Way back when, the only way to cross the river between Springfield and Glenwood was via a ferry run by early settlers Elias and Mary Briggs and their family. The ferry operated near where the Union Pacific railroad bridge now stands.
The first bridge, built in 1874, was constructed entirely of wood. A covered bridge, it was built with what were known as “Smith trusses,” invented just seven years earlier by Robert W. Smith of Tippecanoe, Ohio, and considered stronger and safer than any other bridge designs then in use.
“Truss” refers to the strengthening of a framework by using the rigidity of the triangle.
“The Smith truss inspires trust,” a newspaper commentator asserted in the Lane County Historian.
The contract to build the bridge was awarded to Albert Stuart Miller, also of Ohio, who had purchased the rights to construct Smith truss bridges in both Oregon and the Washington Territory. A.S. Miller & Sons relocated to Springfield in May 1874, and by Sept. 10 it had completed the bridge. The cost was $5,300.
For the next seven years, wagons, stock and pedestrians used the bridge daily. Then came the flood of 1881, though it wasn’t the raging waters that felled the bridge. A large tree caught in the current struck one of the wooden supports. The bridge “just dropped into the swirling, muddy water and floated off downstream,” an eyewitness reported.

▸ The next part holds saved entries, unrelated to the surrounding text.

//! Overview (resolution level) selection.
//!
//! A pure function of the requested resolution, the policy and the levels
//! the mosaic was opened with. Level 0 is native resolution and levels get
//! coarser with their index.

use serde::{Deserialize, Serialize};

/// Relative tolerance when comparing resolutions, so that a request for
/// exactly a level's resolution matches that level despite float noise.
const RESOLUTION_TOLERANCE: f64 = 1e-9;

/// Strategy for picking a resolution level.
#[derive(Debug, Clone, Copy, PartialEq, Eq, Hash, Serialize, Deserialize)]
#[serde(rename_all = "lowercase")]
pub enum OverviewPolicy {
    /// Always read native resolution.
    Ignore,
    /// Level closest to the request by ratio.
    Nearest,
    /// Closest level that is not coarser than the request.
    Quality,
    /// Closest level that is not finer than the request.
    Speed,
}

impl Default for OverviewPolicy {
    fn default() -> Self {
        Self::Nearest
    }
}

impl OverviewPolicy {
    /// Parse from string (case-insensitive). Unknown values fall back to
    /// the default.
    pub fn from_str(s: &str) -> Self {
        match s.to_lowercase().as_str() {
            "ignore" => Self::Ignore,
            "nearest" => Self::Nearest,
            "quality" => Self::Quality,
            "speed" => Self::Speed,
            _ => Self::default(),
        }
    }

    pub fn as_str(&self) -> &'static str {
        match self {
            Self::Ignore => "ignore",
            Self::Nearest => "nearest",
            Self::Quality => "quality",
            Self::Speed => "speed",
        }
    }

    pub fn all() -> [OverviewPolicy; 4] {
        [Self::Ignore, Self::Nearest, Self::Quality, Self::Speed]
    }
}

impl std::fmt::Display for OverviewPolicy {
    fn fmt(&self, f: &mut std::fmt::Formatter<'_>) -> std::fmt::Result {
        write!(f, "{}", self.as_str())
    }
}

/// Ground units per pixel along each axis.
#[derive(Debug, Clone, Copy, PartialEq, Serialize, Deserialize)]
pub struct ResolutionLevel {
    pub x: f64,
    pub y: f64,
}

impl ResolutionLevel {
    pub fn new(x: f64, y: f64) -> Self {
        Self { x, y }
    }

    pub fn square(res: f64) -> Self {
        Self { x: res, y: res }
    }

    /// Single figure used to rank levels: the finer axis.
    pub fn scalar(&self) -> f64 {
        self.x.min(self.y)
    }

    pub fn is_valid(&self) -> bool {
        self.x.is_finite() && self.y.is_finite() && self.x > 0.0 && self.y > 0.0
    }
}

/// Outcome of [`select_level`].
#[derive(Debug, Clone, Copy, PartialEq, Eq, Serialize, Deserialize)]
pub struct LevelSelection {
    pub level: usize,
    pub subsampling_x: u32,
    pub subsampling_y: u32,
}

impl LevelSelection {
    pub fn native() -> Self {
        Self {
            level: 0,
            subsampling_x: 1,
            subsampling_y: 1,
        }
    }
}

/// Pick a level and the extra integer subsampling for a request.
pub fn select_level(
    requested: ResolutionLevel,
    policy: OverviewPolicy,
    levels: &[ResolutionLevel],
) -> LevelSelection {
    if levels.is_empty() || policy == OverviewPolicy::Ignore || !requested.is_valid() {
        return LevelSelection::native();
    }

    let level = match policy {
        OverviewPolicy::Ignore => 0,
        OverviewPolicy::Nearest => nearest_level(requested.scalar(), levels),
        OverviewPolicy::Quality => quality_level(requested.scalar(), levels),
        OverviewPolicy::Speed => speed_level(requested.scalar(), levels),
    };

    let chosen = levels[level];
    LevelSelection {
        level,
        subsampling_x: subsampling(requested.x, chosen.x),
        subsampling_y: subsampling(requested.y, chosen.y),
    }
}

fn nearest_level(requested: f64, levels: &[ResolutionLevel]) -> usize {
    let mut best = 0;
    let mut best_ratio = f64::INFINITY;
    for (index, level) in levels.iter().enumerate() {
        let res = level.scalar();
        let ratio = (res / requested).max(requested / res);
        // `<=` with tolerance: on a tie the later (coarser) level wins.
        if ratio <= best_ratio * (1.0 + RESOLUTION_TOLERANCE) {
            best = index;
            best_ratio = ratio.min(best_ratio);
        }
    }
    best
}

fn quality_level(requested: f64, levels: &[ResolutionLevel]) -> usize {
    let limit = requested * (1.0 + RESOLUTION_TOLERANCE);
    levels
        .iter()
        .rposition(|level| level.scalar() <= limit)
        .unwrap_or(0)
}

fn speed_level(requested: f64, levels: &[ResolutionLevel]) -> usize {
    let limit = requested * (1.0 - RESOLUTION_TOLERANCE);
    levels
        .iter()
        .position(|level| level.scalar() >= limit)
        .unwrap_or(levels.len() - 1)
}

fn subsampling(requested: f64, level: f64) -> u32 {
    let factor = (requested / level * (1.0 + RESOLUTION_TOLERANCE)).floor();
    if factor.is_finite() && factor >= 1.0 {
        factor.min(u32::MAX as f64) as u32
    } else {
        1
    }
}
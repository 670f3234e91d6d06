//! Serializable program description: an ordered list of operators over
//! named variables.

use std::collections::BTreeSet;

use serde::{Deserialize, Serialize};

use crate::kernels::{AttrValue, Attributes};
use crate::tensor::DataLayout;

/// One operator invocation.
#[derive(Debug, Clone, PartialEq, Serialize, Deserialize)]
pub struct OpDesc {
    pub op_type: String,
    #[serde(default)]
    pub inputs: Vec<String>,
    #[serde(default)]
    pub outputs: Vec<String>,
    #[serde(default)]
    pub attrs: Attributes,
    /// Layout the inputs arrive in; `All` accepts any registered kernel
    #[serde(default)]
    pub layout: DataLayout,
}

impl OpDesc {
    pub fn new(op_type: impl Into<String>) -> Self {
        Self {
            op_type: op_type.into(),
            inputs: Vec::new(),
            outputs: Vec::new(),
            attrs: Attributes::new(),
            layout: DataLayout::All,
        }
    }

    pub fn input(mut self, name: impl Into<String>) -> Self {
        self.inputs.push(name.into());
        self
    }

    pub fn output(mut self, name: impl Into<String>) -> Self {
        self.outputs.push(name.into());
        self
    }

    pub fn attr(mut self, name: impl Into<String>, value: impl Into<AttrValue>) -> Self {
        self.attrs.set(name, value);
        self
    }

    pub fn layout(mut self, layout: DataLayout) -> Self {
        self.layout = layout;
        self
    }
}

/// Operators in program order.
#[derive(Debug, Clone, Default, PartialEq, Serialize, Deserialize)]
pub struct ProgramDesc {
    pub ops: Vec<OpDesc>,
}

impl ProgramDesc {
    pub fn new() -> Self {
        Self::default()
    }

    pub fn with_op(mut self, op: OpDesc) -> Self {
        self.ops.push(op);
        self
    }

    pub fn push_op(&mut self, op: OpDesc) {
        self.ops.push(op);
    }

    pub fn len(&self) -> usize {
        self.ops.len()
    }

    pub fn is_empty(&self) -> bool {
        self.ops.is_empty()
    }

    /// Every variable written by some operator
    pub fn produced_vars(&self) -> BTreeSet<&str> {
        self.ops
            .iter()
            .flat_map(|op| op.outputs.iter().map(String::as_str))
            .collect()
    }
}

Anyone crossing the bridge at the time would have endured a dramatic, four-mile float downstream before the bridge came to rest. Fortunately, the bridge was not in use when the tree took out the support.
Miller was hired a second time, and once again the chosen design was a covered bridge made entirely of wood. This time, however, the cost was a whopping $14,275 and the result was a landmark.

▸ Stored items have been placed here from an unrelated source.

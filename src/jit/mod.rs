//! Callable functions over compiled programs
//!
//! - [`FunctionInfo`] - name, signature, parameter names and program
//! - [`PeFunction`] - lazily builds a graph and a parallel executor
//! - [`ExecutorFunction`] - builds eagerly, runs sequentially
//! - [`Layer`] - named functions sharing parameters

pub mod base;
pub mod executor_function;
pub mod function_utils;
pub mod info;
pub mod layer;
pub mod pe_function;

pub use crate::executor::VariableScope;
pub use base::BaseFunction;
pub use executor_function::ExecutorFunction;
pub use function_utils::{
    check_inputs, fetch_outputs, share_into_scope, share_params_into_scope, ParamMap,
};
pub use info::{Argument, FunctionInfo, FunctionSchema};
pub use layer::Layer;
pub use pe_function::PeFunction;
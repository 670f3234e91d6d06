//! Executor configuration

use serde::{Deserialize, Serialize};

/// Environment variable overriding [`ExecutionStrategy::num_threads`]
pub const NUM_THREADS_ENV: &str = "KERNFORGE_NUM_THREADS";

/// How a [`ParallelExecutor`](super::ParallelExecutor) schedules nodes.
#[derive(Debug, Clone, PartialEq, Eq, Serialize, Deserialize)]
pub struct ExecutionStrategy {
    /// Worker threads in the executor's pool; 0 lets rayon decide
    pub num_threads: usize,
    /// When false, nodes run one at a time on the calling thread
    pub allow_parallel: bool,
    /// Successful runs between two drops of the intermediate variables
    /// left in the scope; 0 never drops
    pub num_iteration_per_drop_scope: usize,
}

impl Default for ExecutionStrategy {
    fn default() -> Self {
        Self {
            num_threads: 0,
            allow_parallel: true,
            num_iteration_per_drop_scope: 1,
        }
    }
}

impl ExecutionStrategy {
    pub fn new() -> Self {
        Self::default()
    }

    /// Strategy that runs every node on the calling thread
    pub fn sequential() -> Self {
        Self::default().with_allow_parallel(false)
    }

    pub fn with_num_threads(mut self, num_threads: usize) -> Self {
        self.num_threads = num_threads;
        self
    }

    pub fn with_allow_parallel(mut self, allow_parallel: bool) -> Self {
        self.allow_parallel = allow_parallel;
        self
    }

    pub fn with_drop_scope_interval(mut self, iterations: usize) -> Self {
        self.num_iteration_per_drop_scope = iterations;
        self
    }

    /// Defaults, with `KERNFORGE_NUM_THREADS` applied when it parses.
    pub fn from_env() -> Self {
        let mut strategy = Self::default();
        if let Ok(value) = std::env::var(NUM_THREADS_ENV) {
            match value.trim().parse::<usize>() {
                Ok(n) => strategy.num_threads = n,
                Err(_) => tracing::warn!(
                    value = %value,
                    "ignoring {} (expected a thread count)",
                    NUM_THREADS_ENV
                ),
            }
        }
        strategy
    }
}

#[cfg(test)]
mod tests {
    use super::*;
    use serial_test::serial;

    #[test]
    fn test_strategy_default() {
        let strategy = ExecutionStrategy::default();
        assert_eq!(strategy.num_threads, 0);
        assert!(strategy.allow_parallel);
        assert_eq!(strategy.num_iteration_per_drop_scope, 1);
    }

    #[test]
    fn test_strategy_builder() {
        let strategy = ExecutionStrategy::new()
            .with_num_threads(4)
            .with_allow_parallel(false)
            .with_drop_scope_interval(10);
        assert_eq!(strategy.num_threads, 4);
        assert!(!strategy.allow_parallel);
        assert_eq!(strategy.num_iteration_per_drop_scope, 10);
        assert!(!ExecutionStrategy::sequential().allow_parallel);
    }

    #[test]
    #[serial]
    fn test_strategy_from_env() {
        std::env::set_var(NUM_THREADS_ENV, "3");
        assert_eq!(ExecutionStrategy::from_env().num_threads, 3);

        std::env::set_var(NUM_THREADS_ENV, "many");
        assert_eq!(ExecutionStrategy::from_env().num_threads, 0);

        std::env::remove_var(NUM_THREADS_ENV);
    }
}
//! Program and function builders used across suites

use std::sync::Arc;

use kernforge::graph::{OpDesc, ProgramDesc};
use kernforge::jit::{Argument, FunctionInfo, FunctionSchema, ParamMap};
use kernforge::tensor::{DType, DenseTensor, Element};

pub fn dense<T: Element>(shape: &[usize], data: Vec<T>) -> DenseTensor {
    DenseTensor::from_vec(shape.to_vec(), data).expect("fixture tensor")
}

/// `y = amax(x, dims, keep_dim)`
pub fn amax_info(dims: Vec<i64>, keep_dim: bool) -> Arc<FunctionInfo> {
    Arc::new(FunctionInfo::new(
        "amax_fn",
        FunctionSchema::new()
            .with_input(Argument::new("x"))
            .with_output(Argument::new("y")),
        vec![],
        ProgramDesc::new().with_op(
            OpDesc::new("amax")
                .input("x")
                .output("y")
                .attr("dims", dims)
                .attr("keep_dim", keep_dim),
        ),
    ))
}

/// Two-output function with a parameter:
/// `h = |x| * 2 + bias_w ; y = amax(h, [-1]) ; z = amin(h)`
pub fn scored_info() -> Arc<FunctionInfo> {
    Arc::new(FunctionInfo::new(
        "forward",
        FunctionSchema::new()
            .with_input(Argument::typed("x", DType::F32))
            .with_output(Argument::new("y"))
            .with_output(Argument::new("z")),
        vec!["bias_w".to_string()],
        ProgramDesc::new()
            .with_op(OpDesc::new("abs").input("x").output("ax"))
            .with_op(OpDesc::new("scale").input("ax").output("sx").attr("scale", 2.0))
            .with_op(
                OpDesc::new("elementwise_add")
                    .input("sx")
                    .input("bias_w")
                    .output("h"),
            )
            .with_op(OpDesc::new("amax").input("h").output("y").attr("dims", vec![-1i64]))
            .with_op(OpDesc::new("amin").input("h").output("z")),
    ))
}

pub fn scored_params() -> ParamMap {
    let mut params = ParamMap::new();
    params.insert(
        "bias_w".to_string(),
        Arc::new(DenseTensor::scalar(0.5f32)),
    );
    params
}

/// `y = fail_if_negative(x)`
pub fn guarded_info() -> Arc<FunctionInfo> {
    Arc::new(FunctionInfo::new(
        "guarded",
        FunctionSchema::new()
            .with_input(Argument::new("x"))
            .with_output(Argument::new("y")),
        vec![],
        ProgramDesc::new().with_op(OpDesc::new("fail_if_negative").input("x").output("y")),
    ))
}

/// `width` independent slow branches joined pairwise into one sum
pub fn wide_program(width: usize) -> ProgramDesc {
    let mut program = ProgramDesc::new();
    for i in 0..width {
        program.push_op(
            OpDesc::new("slow_identity")
                .input("x")
                .output(format!("b{}", i))
                .attr("delay_ms", 30i64),
        );
    }
    let mut acc = "b0".to_string();
    for i in 1..width {
        let next = format!("s{}", i);
        program.push_op(
            OpDesc::new("elementwise_add")
                .input(acc.clone())
                .input(format!("b{}", i))
                .output(next.clone()),
        );
        acc = next;
    }
    program
}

“The Springfield Bridge is an immense structure towering as high as the trees around it,” crowed the local paper. “When it receives its roof it will be visible from a great distance on either side of the river.”
The paper went on to make the confident prediction that only a second deluge or the end of the world would take out this bridge. When it was destroyed within the decade by yet another flood, the disaster spelled the end of wooden bridges and of Miller’s involvement.

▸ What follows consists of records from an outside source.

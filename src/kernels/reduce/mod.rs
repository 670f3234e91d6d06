//! Reductions over a subset of axes
//!
//! All reductions share [`ReducePlan`], which normalizes the requested axes
//! and derives the output shape, and [`reduce_with`], which folds every
//! input element into its output slot.
//!
//! Each reduction comes in two layers:
//! - a raw primitive taking an explicit `reduce_all` flag
//! - a public adapter that always passes `reduce_all = false` and lets the
//!   plan decide whether every axis is reduced

pub mod amax;
pub mod amin;

pub use amax::{amax_entry, amax_kernel, amax_raw_entry, amax_raw_kernel};
pub use amin::{amin_entry, amin_kernel, amin_raw_entry, amin_raw_kernel};

use crate::error::{ForgeResult, KernForgeError};
use crate::tensor::Element;

/// Normalized description of one reduction.
#[derive(Debug, Clone, PartialEq, Eq)]
pub struct ReducePlan {
    /// Sorted, deduplicated, non-negative axes
    pub axes: Vec<usize>,
    pub reduce_all: bool,
    pub keep_dim: bool,
    pub out_shape: Vec<usize>,
}

impl ReducePlan {
    /// Validate `dims` against `shape` and compute the output shape.
    ///
    /// Negative dims count from the back. `reduce_all` is forced on when
    /// `dims` is empty or names every axis. A rank-0 input accepts `0` and
    /// `-1`.
    pub fn new(
        shape: &[usize],
        dims: &[i64],
        keep_dim: bool,
        reduce_all: bool,
    ) -> ForgeResult<Self> {
        let rank = shape.len();
        // Scalars behave like rank 1 for dim normalization
        let check_rank = rank.max(1) as i64;

        let mut axes = Vec::with_capacity(dims.len());
        for &dim in dims {
            let normalized = if dim < 0 { dim + check_rank } else { dim };
            if normalized < 0 || normalized >= check_rank {
                return Err(KernForgeError::DimOutOfRange { dim, rank });
            }
            let axis = normalized as usize;
            if axes.contains(&axis) {
                return Err(KernForgeError::InvalidAttribute(format!(
                    "reduction axis {} given more than once in {:?}",
                    axis, dims
                )));
            }
            axes.push(axis);
        }
        axes.sort_unstable();
        if rank == 0 {
            axes.clear();
        }

        let reduce_all = reduce_all || axes.is_empty() || axes.len() == rank;
        let axes: Vec<usize> = if reduce_all { (0..rank).collect() } else { axes };

        let out_shape = shape
            .iter()
            .enumerate()
            .filter_map(|(i, &d)| {
                if !axes.contains(&i) {
                    Some(d)
                } else if keep_dim {
                    Some(1)
                } else {
                    None
                }
            })
            .collect();

        Ok(Self {
            axes,
            reduce_all,
            keep_dim,
            out_shape,
        })
    }

    pub fn is_reduced(&self, axis: usize) -> bool {
        self.axes.binary_search(&axis).is_ok()
    }

    pub fn out_numel(&self) -> usize {
        self.out_shape.iter().product()
    }
}

/// Fold `map(x)` over the reduced axes of a row-major buffer.
///
/// Every output slot receives at least one element unless the input is
/// empty, which is rejected when the output is not.
pub fn reduce_with<T, M, F>(
    data: &[T],
    shape: &[usize],
    plan: &ReducePlan,
    map: M,
    fold: F,
) -> ForgeResult<Vec<T>>
where
    T: Element,
    M: Fn(T) -> T,
    F: Fn(T, T) -> T,
{
    let rank = shape.len();

    // Stride of each input axis inside the output buffer (0 when reduced)
    let mut out_strides = vec![0usize; rank];
    let mut out_len = 1usize;
    for axis in (0..rank).rev() {
        if !plan.is_reduced(axis) {
            out_strides[axis] = out_len;
            out_len *= shape[axis];
        }
    }

    if data.is_empty() {
        if out_len == 0 {
            return Ok(Vec::new());
        }
        return Err(KernForgeError::InvalidShape(format!(
            "cannot reduce empty tensor of shape {:?}",
            shape
        )));
    }

    let mut acc: Vec<Option<T>> = vec![None; out_len];
    let mut index = vec![0usize; rank];
    for &value in data {
        let slot: usize = index
            .iter()
            .zip(&out_strides)
            .map(|(i, stride)| i * stride)
            .sum();
        let mapped = map(value);
        acc[slot] = Some(match acc[slot] {
            Some(current) => fold(current, mapped),
            None => mapped,
        });

        for axis in (0..rank).rev() {
            index[axis] += 1;
            if index[axis] < shape[axis] {
                break;
            }
            index[axis] = 0;
        }
    }

    acc.into_iter()
        .map(|slot| {
            slot.ok_or_else(|| crate::internal_error!("reduction left an output slot empty"))
        })
        .collect()
}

Springfield awarded the next contract to the Pacific Bridge Company of Portland. This third attempt resulted in an all steel, single span bridge for a cost of $40,000. The steel bridge did not succumb to a flood, but was instead demolished in 1910 to make way for the bridge that remains in use to this day.
Designed by architect J.R. Ford, the bridge was built by Lord Nelson Roney, who had started his career as a bridge carpenter in 1875 working for A.S. Miller & Sons. The 1881 flood, which destroyed many bridges around the state, gave Roney the opportunity to branch out on his own for what turned into a 50-year career of Oregon bridge construction.
The new Springfield bridge took 120 working days to build, cost $30,000, and employed a design calling for three 200-foot trusses supported on concrete piers. This bridge spanned more than the river — it carried the thirsty from “dry” Eugene to the saloons of Springfield by electric streetcar.
The streetcar ceased operation in the mid-1920s. In 1929, the bridge was converted to automobile use, which continues to this day. A companion bridge, built to handle the increasing flow of city traffic, was completed in 1958. The bridges now carry more than 12,900 cars a day heading west, and 14,100 a day traveling east.
Ongoing maintenance is now the major expense for the Springfield bridges, but the most costly problem is no longer the wild water that flows beneath them — it may be the homeless people who sleep under them.
Over the past decade, the state has spent roughly $100,000 on cleaning up the camps of transients who seek shelter below the bridges.
“It’s public land and we can’t go in and kick them off, but there is a no camping ordinance, so we clean up whatever has been left,” said Joe Harwood of the Oregon Department of Transportation. Rather than continue to clean out the camps every three months, the department hopes to get the necessary permits to “cage in” the spaces between the underside of the bridges and the riverbanks by June.
Though it was a truss bridge that collapsed in Minnesota last summer, the Springfield bridges are not considered at risk. The first Springfield bridge lasted for seven years, the second a mere nine years, but the original span of the current bridge has been standing strong for just two years short of a century.